Within the entries below, find the lines that hold "requerer" and report only how many there are.

Segment Start: EXTRACTED INFORMATION

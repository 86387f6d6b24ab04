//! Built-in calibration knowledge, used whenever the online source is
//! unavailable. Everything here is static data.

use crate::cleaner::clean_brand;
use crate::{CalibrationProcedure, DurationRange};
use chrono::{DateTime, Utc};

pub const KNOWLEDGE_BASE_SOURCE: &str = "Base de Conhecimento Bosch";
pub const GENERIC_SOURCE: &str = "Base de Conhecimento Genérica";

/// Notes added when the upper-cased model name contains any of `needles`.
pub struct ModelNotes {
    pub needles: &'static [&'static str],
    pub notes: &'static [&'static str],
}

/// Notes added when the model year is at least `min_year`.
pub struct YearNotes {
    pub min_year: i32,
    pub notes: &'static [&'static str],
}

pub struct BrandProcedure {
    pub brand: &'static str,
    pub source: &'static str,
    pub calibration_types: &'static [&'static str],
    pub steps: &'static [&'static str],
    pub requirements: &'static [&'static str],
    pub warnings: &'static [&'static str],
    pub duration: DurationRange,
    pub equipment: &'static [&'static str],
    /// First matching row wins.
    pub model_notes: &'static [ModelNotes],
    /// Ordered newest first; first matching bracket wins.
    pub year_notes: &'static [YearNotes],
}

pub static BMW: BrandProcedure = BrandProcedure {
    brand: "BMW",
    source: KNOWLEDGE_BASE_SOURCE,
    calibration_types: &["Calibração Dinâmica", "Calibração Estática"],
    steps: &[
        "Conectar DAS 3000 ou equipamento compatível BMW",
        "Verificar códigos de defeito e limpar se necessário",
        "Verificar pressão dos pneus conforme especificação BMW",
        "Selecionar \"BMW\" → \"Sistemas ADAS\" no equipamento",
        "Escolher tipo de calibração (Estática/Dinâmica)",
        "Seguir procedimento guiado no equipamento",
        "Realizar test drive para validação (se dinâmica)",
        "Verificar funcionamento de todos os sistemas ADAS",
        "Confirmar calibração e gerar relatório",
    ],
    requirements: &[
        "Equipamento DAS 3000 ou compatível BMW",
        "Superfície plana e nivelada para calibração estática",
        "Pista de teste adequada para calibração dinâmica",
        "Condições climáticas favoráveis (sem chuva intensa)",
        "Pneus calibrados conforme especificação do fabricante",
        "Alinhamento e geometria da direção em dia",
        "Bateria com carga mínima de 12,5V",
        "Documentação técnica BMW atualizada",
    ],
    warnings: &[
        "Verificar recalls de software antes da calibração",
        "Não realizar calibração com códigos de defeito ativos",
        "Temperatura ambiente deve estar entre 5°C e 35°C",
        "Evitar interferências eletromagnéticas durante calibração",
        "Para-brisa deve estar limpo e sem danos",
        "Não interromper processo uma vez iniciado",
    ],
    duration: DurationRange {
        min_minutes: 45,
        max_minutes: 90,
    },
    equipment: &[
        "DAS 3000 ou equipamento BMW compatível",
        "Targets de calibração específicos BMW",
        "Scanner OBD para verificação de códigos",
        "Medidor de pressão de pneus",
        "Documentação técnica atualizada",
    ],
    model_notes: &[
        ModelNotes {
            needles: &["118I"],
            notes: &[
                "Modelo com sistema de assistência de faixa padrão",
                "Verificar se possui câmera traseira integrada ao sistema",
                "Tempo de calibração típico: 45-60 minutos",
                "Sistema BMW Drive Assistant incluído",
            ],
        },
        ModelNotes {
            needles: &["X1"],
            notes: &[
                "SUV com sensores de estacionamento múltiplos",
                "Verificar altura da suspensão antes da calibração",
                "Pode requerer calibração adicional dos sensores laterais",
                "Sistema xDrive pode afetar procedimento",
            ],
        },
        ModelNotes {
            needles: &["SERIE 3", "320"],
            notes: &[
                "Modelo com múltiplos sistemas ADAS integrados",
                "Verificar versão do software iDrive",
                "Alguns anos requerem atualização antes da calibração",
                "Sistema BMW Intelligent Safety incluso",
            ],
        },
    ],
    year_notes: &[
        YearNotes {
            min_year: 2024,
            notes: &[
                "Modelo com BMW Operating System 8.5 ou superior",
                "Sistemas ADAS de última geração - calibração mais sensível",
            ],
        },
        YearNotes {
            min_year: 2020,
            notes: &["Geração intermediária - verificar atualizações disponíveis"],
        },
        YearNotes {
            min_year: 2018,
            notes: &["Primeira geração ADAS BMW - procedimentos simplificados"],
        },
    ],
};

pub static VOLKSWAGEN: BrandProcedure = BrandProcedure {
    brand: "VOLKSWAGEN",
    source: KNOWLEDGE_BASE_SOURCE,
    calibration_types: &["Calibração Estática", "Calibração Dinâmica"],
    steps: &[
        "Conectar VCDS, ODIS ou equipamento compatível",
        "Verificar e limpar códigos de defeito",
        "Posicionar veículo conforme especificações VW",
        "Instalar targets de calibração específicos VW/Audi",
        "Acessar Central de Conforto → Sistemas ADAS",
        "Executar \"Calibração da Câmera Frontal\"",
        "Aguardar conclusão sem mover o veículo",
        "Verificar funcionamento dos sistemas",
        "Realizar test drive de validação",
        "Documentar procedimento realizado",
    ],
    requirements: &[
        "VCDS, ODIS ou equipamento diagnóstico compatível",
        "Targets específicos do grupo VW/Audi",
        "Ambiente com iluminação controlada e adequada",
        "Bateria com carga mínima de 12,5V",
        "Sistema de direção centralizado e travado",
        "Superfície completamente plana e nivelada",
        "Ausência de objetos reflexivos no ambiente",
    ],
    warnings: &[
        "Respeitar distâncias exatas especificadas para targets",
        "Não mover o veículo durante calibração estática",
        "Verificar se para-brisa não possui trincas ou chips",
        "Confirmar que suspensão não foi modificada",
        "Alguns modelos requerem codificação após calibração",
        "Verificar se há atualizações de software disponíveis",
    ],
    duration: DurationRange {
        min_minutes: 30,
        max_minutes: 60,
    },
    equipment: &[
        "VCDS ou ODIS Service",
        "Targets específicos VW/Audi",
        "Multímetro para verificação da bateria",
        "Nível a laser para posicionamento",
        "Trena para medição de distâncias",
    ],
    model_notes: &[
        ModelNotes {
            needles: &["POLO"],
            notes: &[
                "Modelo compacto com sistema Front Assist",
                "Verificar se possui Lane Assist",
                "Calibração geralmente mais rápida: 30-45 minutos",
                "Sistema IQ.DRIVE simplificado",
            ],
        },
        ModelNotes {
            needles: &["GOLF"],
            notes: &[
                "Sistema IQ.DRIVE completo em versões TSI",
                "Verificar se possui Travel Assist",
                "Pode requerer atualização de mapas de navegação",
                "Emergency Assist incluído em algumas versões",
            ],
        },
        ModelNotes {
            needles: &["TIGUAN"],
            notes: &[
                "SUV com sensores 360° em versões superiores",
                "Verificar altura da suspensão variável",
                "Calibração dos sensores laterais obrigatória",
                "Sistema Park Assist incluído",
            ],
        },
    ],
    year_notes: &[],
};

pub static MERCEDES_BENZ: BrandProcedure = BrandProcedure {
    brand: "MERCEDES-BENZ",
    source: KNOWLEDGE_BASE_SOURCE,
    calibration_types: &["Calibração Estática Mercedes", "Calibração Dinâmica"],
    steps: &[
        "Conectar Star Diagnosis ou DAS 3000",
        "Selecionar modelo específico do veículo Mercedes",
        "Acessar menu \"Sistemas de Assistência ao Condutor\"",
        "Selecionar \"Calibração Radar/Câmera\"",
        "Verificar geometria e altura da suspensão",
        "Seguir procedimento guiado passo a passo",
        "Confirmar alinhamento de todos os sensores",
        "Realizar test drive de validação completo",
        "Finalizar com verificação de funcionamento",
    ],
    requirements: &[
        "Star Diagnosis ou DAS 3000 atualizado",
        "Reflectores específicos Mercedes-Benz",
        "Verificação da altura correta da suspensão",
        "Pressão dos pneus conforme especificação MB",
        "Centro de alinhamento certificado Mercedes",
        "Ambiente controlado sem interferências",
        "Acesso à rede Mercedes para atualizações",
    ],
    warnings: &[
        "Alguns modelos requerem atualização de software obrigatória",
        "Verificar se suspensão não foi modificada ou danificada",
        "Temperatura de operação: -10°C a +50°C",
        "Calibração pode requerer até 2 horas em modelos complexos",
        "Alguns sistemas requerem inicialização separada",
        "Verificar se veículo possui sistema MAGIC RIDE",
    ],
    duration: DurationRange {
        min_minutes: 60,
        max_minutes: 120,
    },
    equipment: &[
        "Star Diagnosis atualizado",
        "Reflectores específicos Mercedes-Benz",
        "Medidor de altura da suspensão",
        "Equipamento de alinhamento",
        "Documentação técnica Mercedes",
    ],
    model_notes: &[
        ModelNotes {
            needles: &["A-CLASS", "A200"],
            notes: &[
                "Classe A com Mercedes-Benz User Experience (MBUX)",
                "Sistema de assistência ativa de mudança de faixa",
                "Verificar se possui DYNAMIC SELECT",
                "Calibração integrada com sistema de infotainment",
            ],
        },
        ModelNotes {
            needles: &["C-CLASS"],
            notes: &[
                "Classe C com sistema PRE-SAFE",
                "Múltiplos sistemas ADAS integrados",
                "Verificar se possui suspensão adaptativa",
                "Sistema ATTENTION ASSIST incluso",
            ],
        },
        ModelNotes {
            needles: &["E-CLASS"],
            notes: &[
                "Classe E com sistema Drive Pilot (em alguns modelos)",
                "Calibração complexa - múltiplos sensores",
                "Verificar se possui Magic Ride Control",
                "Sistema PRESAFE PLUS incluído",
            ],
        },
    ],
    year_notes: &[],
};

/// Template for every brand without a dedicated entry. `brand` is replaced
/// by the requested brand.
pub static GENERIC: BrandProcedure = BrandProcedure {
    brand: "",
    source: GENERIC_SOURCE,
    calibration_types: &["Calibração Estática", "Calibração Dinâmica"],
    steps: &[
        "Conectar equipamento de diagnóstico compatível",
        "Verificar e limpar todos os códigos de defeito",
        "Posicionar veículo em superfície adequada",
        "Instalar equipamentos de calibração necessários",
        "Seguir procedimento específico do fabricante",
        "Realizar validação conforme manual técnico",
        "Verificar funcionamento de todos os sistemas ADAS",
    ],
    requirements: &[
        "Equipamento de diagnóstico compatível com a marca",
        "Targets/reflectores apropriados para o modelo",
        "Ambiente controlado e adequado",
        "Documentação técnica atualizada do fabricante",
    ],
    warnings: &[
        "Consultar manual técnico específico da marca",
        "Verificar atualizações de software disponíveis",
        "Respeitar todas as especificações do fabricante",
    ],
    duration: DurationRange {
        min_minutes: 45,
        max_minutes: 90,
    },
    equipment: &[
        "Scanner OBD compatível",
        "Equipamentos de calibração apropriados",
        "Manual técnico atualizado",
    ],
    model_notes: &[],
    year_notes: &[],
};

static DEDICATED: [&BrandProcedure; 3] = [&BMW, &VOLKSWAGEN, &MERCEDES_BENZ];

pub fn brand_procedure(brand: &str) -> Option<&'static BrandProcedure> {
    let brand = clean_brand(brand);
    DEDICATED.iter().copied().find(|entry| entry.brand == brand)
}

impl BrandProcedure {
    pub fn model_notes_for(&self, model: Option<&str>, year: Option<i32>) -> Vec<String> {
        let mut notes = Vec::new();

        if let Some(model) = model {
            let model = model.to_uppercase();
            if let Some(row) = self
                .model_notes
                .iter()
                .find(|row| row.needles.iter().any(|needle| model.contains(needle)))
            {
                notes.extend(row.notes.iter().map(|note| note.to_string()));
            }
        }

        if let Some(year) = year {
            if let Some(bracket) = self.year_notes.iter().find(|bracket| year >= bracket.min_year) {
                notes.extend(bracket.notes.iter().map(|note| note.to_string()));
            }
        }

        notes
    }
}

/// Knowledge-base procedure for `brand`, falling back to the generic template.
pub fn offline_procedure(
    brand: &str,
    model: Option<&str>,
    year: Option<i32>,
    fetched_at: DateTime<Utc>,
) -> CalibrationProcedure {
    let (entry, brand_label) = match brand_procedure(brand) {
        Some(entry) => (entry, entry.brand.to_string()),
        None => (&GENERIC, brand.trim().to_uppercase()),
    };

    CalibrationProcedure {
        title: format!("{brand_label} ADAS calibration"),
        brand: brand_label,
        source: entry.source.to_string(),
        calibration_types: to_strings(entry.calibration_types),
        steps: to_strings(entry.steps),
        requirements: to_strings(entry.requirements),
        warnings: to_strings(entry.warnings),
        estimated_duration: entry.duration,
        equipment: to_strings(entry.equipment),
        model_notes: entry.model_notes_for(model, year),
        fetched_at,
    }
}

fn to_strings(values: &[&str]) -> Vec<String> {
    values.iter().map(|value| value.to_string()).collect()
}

Segment End: EXTRACTED INFORMATION

--- COMPLETED TASK ---
3